India menegaskan komitmen untuk membantu Sri Lanka menangani krisis ekonomi.

Rep: Kamran Dikarma/ Red: Esthi Maharani
Orang-orang berjalan kaki untuk bekerja di pagi hari di tengah kelangkaan bahan bakar di Kolombo, Sri Lanka, Senin, 25 Juli 2022. Krisis ekonomi Sri Lanka telah membuat 22 juta orang negara itu berjuang dengan kekurangan bahan pokok, termasuk obat-obatan, bahan bakar dan makanan.
Foto: AP Photo/Eranga Jayawardena
Orang-orang berjalan kaki untuk bekerja di pagi hari di tengah kelangkaan bahan bakar di Kolombo, Sri Lanka, Senin, 25 Juli 2022. Krisis ekonomi Sri Lanka telah membuat 22 juta orang negara itu berjuang dengan kekurangan bahan pokok, termasuk obat-obatan, bahan bakar dan makanan.

REPUBLIKA.CO.ID, NEW DELHI – Pemerintah India menegaskan komitmen untuk membantu Sri Lanka menangani krisis ekonomi. New Delhi, yang sudah memberikan bantuan dana sebesar 4 miliar dolar AS kepada Kolombo, menyatakan siap melakukan investasi jangka panjang di negara tetangganya tersebut.

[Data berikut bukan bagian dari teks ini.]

//! Single-criterion evaluation.

use std::sync::Arc;

use crate::domain::result::CriterionOutcome;
use crate::domain::task::Criterion;
use crate::exec::CommandExecutor;
use crate::obs;

/// Evaluates acceptance criteria through a [`CommandExecutor`].
///
/// Never returns an error: a check that exits nonzero, cannot be spawned,
/// or does not exist becomes a failing outcome, and a criterion without a
/// check becomes a failing outcome flagged for manual review.
#[derive(Clone)]
pub struct CriterionEvaluator {
    executor: Arc<dyn CommandExecutor>,
}

impl CriterionEvaluator {
    pub fn new(executor: Arc<dyn CommandExecutor>) -> Self {
        Self { executor }
    }

    pub async fn evaluate(&self, task_id: &str, criterion: &Criterion) -> CriterionOutcome {
        let Some(check) = criterion.check.as_deref() else {
            obs::emit_criterion_evaluated(task_id, &criterion.id, false, true);
            return CriterionOutcome::manual();
        };

        let outcome = match self.executor.execute(check).await {
            Ok(exit) if exit.success() => CriterionOutcome::passed(criterion.weight),
            Ok(exit) => match exit.code {
                Some(code) => CriterionOutcome::failed(format!("check exited with code {code}")),
                None => CriterionOutcome::failed("check terminated by signal"),
            },
            Err(e) => CriterionOutcome::failed(format!("check could not be run: {e}")),
        };

        obs::emit_criterion_evaluated(task_id, &criterion.id, outcome.pass, false);
        outcome
    }
}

“Kami terus mendukung Sri Lanka dalam segala cara yang memungkinkan, khususnya dengan mempromosikan investasi jangka panjang dari India di sektor ekonomi utama di Sri Lanka untuk pemulihan dan pertumbuhan ekonomi awal,” kata Komisi Tinggi India di Sri Lanka dalam sebuah pernyataan, Selasa (20/9/2022).

Baca Juga

Komisi Tinggi India mengungkapkan, negara mereka memiliki proyek pembangunan berkelanjutan senilai sekitar 3,5 miliar dolar AS di Sri Lanka. Presiden Sri Lanka Ranil Wickremesinghe sempat memerintahkan jajarannya untuk mengatasi hambatan terhadap proyek-proyek yang didukung India. Namun dia tak menjelaskan detail tentang apa hambatan yang dimaksud.

Pekan lalu, Reuters, mengutip beberapa sumber melaporkan bahwa India tidak berencana memberikan dukungan keuangan baru ke Sri Lanka. Sebab perekonomian negara tersebut mulai stabil setelah perjanjian pinjaman awal dengan Dana Moneter Internasional (IMF).

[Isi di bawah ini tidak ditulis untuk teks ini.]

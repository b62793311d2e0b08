//! Run-level aggregation of task results.

use serde::{Deserialize, Serialize};

use crate::domain::error::{EvalError, Result};
use crate::domain::result::{TaskResult, TaskStatus};

/// Aggregate statistics for one run.
///
/// # Invariants
///
/// Derived from the run's results by [`Summary::from_results`]; counts sum
/// to `total_tasks` and `pass_rate == passed / total_tasks`.
#[derive(Debug, Clone, Default, PartialEq, Serialize, Deserialize)]
pub struct Summary {
    #[serde(default)]
    pub total_tasks: usize,
    #[serde(default)]
    pub passed: usize,
    #[serde(default)]
    pub failed: usize,
    #[serde(default)]
    pub errors: usize,
    #[serde(default, skip_serializing_if = "is_zero")]
    pub pending: usize,
    /// 0.0–1.0.
    #[serde(default)]
    pub pass_rate: f64,
    #[serde(default)]
    pub avg_tokens: f64,
    #[serde(default)]
    pub avg_time_sec: f64,
    #[serde(default)]
    pub total_tokens: u64,
    #[serde(default)]
    pub total_time_sec: f64,
}

fn is_zero(n: &usize) -> bool {
    *n == 0
}

impl Summary {
    /// Summarize a non-empty sequence of results.
    pub fn from_results(results: &[TaskResult]) -> Result<Self> {
        if results.is_empty() {
            return Err(EvalError::EmptyRun);
        }

        let mut summary = Summary {
            total_tasks: results.len(),
            ..Summary::default()
        };
        for result in results {
            match result.status {
                TaskStatus::Pass => summary.passed += 1,
                TaskStatus::Fail => summary.failed += 1,
                TaskStatus::Error => summary.errors += 1,
                TaskStatus::Pending => summary.pending += 1,
            }
            summary.total_tokens += result.metrics.tokens;
            summary.total_time_sec += result.metrics.wall_time_sec;
        }

        let total = summary.total_tasks as f64;
        summary.pass_rate = summary.passed as f64 / total;
        summary.avg_tokens = summary.total_tokens as f64 / total;
        summary.avg_time_sec = summary.total_time_sec / total;
        Ok(summary)
    }

    /// Whether every task in the run passed.
    pub fn all_passed(&self) -> bool {
        self.total_tasks > 0 && self.passed == self.total_tasks
    }
}
//! Baseline comparison and regression detection.
//!
//! A baseline is any previously persisted run output. Only the fields the
//! comparison needs are read, so result files from older versions still
//! work as long as they carry `tasks[].id`, `tasks[].status` and `summary`.

use std::collections::HashMap;
use std::fs;
use std::path::Path;

use serde::{Deserialize, Serialize};

use crate::aggregate::Summary;
use crate::domain::error::{EvalError, Result};
use crate::domain::result::{TaskResult, TaskStatus};
use crate::obs;

/// Task entry of a baseline run.
#[derive(Debug, Clone, PartialEq, Deserialize)]
pub struct BaselineTask {
    pub id: String,
    #[serde(default)]
    pub status: TaskStatus,
}

/// The parts of a persisted run used for comparison.
#[derive(Debug, Clone, PartialEq, Deserialize)]
pub struct Baseline {
    #[serde(default)]
    pub run_id: String,
    #[serde(default)]
    pub tasks: Vec<BaselineTask>,
    pub summary: Summary,
}

impl Baseline {
    /// Read a baseline file. Any failure is reported as
    /// [`EvalError::BaselineUnavailable`].
    pub fn load(path: &Path) -> Result<Self> {
        let unavailable = |reason: String| EvalError::BaselineUnavailable {
            path: path.to_path_buf(),
            reason,
        };
        let content = fs::read_to_string(path).map_err(|e| unavailable(e.to_string()))?;
        serde_json::from_str(&content).map_err(|e| unavailable(format!("malformed baseline: {e}")))
    }
}

/// Current run measured against a baseline. Deltas are current − baseline.
#[derive(Debug, Clone, PartialEq, Serialize, Deserialize)]
pub struct Comparison {
    pub baseline_run_id: String,
    pub pass_rate: f64,
    pub pass_rate_delta: f64,
    pub avg_tokens: f64,
    pub avg_tokens_delta: f64,
    pub avg_time_sec: f64,
    pub avg_time_sec_delta: f64,
    /// Tasks that passed in the baseline and do not pass now, in current-run
    /// order. Tasks missing from either run never appear here.
    pub regressions: Vec<String>,
}

impl Comparison {
    pub fn has_regressions(&self) -> bool {
        !self.regressions.is_empty()
    }
}

/// Compare current results against a loaded baseline.
pub fn compare(results: &[TaskResult], summary: &Summary, baseline: &Baseline) -> Comparison {
    let baseline_status: HashMap<&str, TaskStatus> = baseline
        .tasks
        .iter()
        .map(|t| (t.id.as_str(), t.status))
        .collect();

    let regressions = results
        .iter()
        .filter(|r| {
            baseline_status.get(r.task_id.as_str()) == Some(&TaskStatus::Pass) && !r.is_pass()
        })
        .map(|r| r.task_id.clone())
        .collect();

    Comparison {
        baseline_run_id: baseline.run_id.clone(),
        pass_rate: summary.pass_rate,
        pass_rate_delta: summary.pass_rate - baseline.summary.pass_rate,
        avg_tokens: summary.avg_tokens,
        avg_tokens_delta: summary.avg_tokens - baseline.summary.avg_tokens,
        avg_time_sec: summary.avg_time_sec,
        avg_time_sec_delta: summary.avg_time_sec - baseline.summary.avg_time_sec,
        regressions,
    }
}

/// Load the baseline at `path`; `None` when it cannot be read.
///
/// An unreadable baseline is logged as a warning and never fails the run.
pub fn load_baseline(path: &Path) -> Option<Baseline> {
    match Baseline::load(path) {
        Ok(baseline) => Some(baseline),
        Err(e) => {
            obs::emit_baseline_unavailable(path, &e);
            None
        }
    }
}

Saat ini Sri Lanka sedang dibekap krisis ekonomi terburuk dalam 70 tahun terakhir. Negara tersebut menghadapi gelombang demonstrasi sejak Maret lalu. Masyarakat di sana menuntut perbaikan hidup dan reformasi pemerintahan. Pada Juni lalu, inflasi di Sri Lanka mencapai 54,6 persen. Karena demonstrasi tak kunjung mereda, pada 13 Juli lalu, Gotabaya Rajapaksa akhirnya mundur dari jabatannya sebagai presiden Sri Lanka.

Pada Agustus lalu, angka inflasi di Sri Lanka telah menembus 64,3 persen. Negara tersebut sudah kesulitan mengimpor barang-barang, termasuk bahan bakar minyak (BBM) karena utang pembelian minyaknya telah menggunung.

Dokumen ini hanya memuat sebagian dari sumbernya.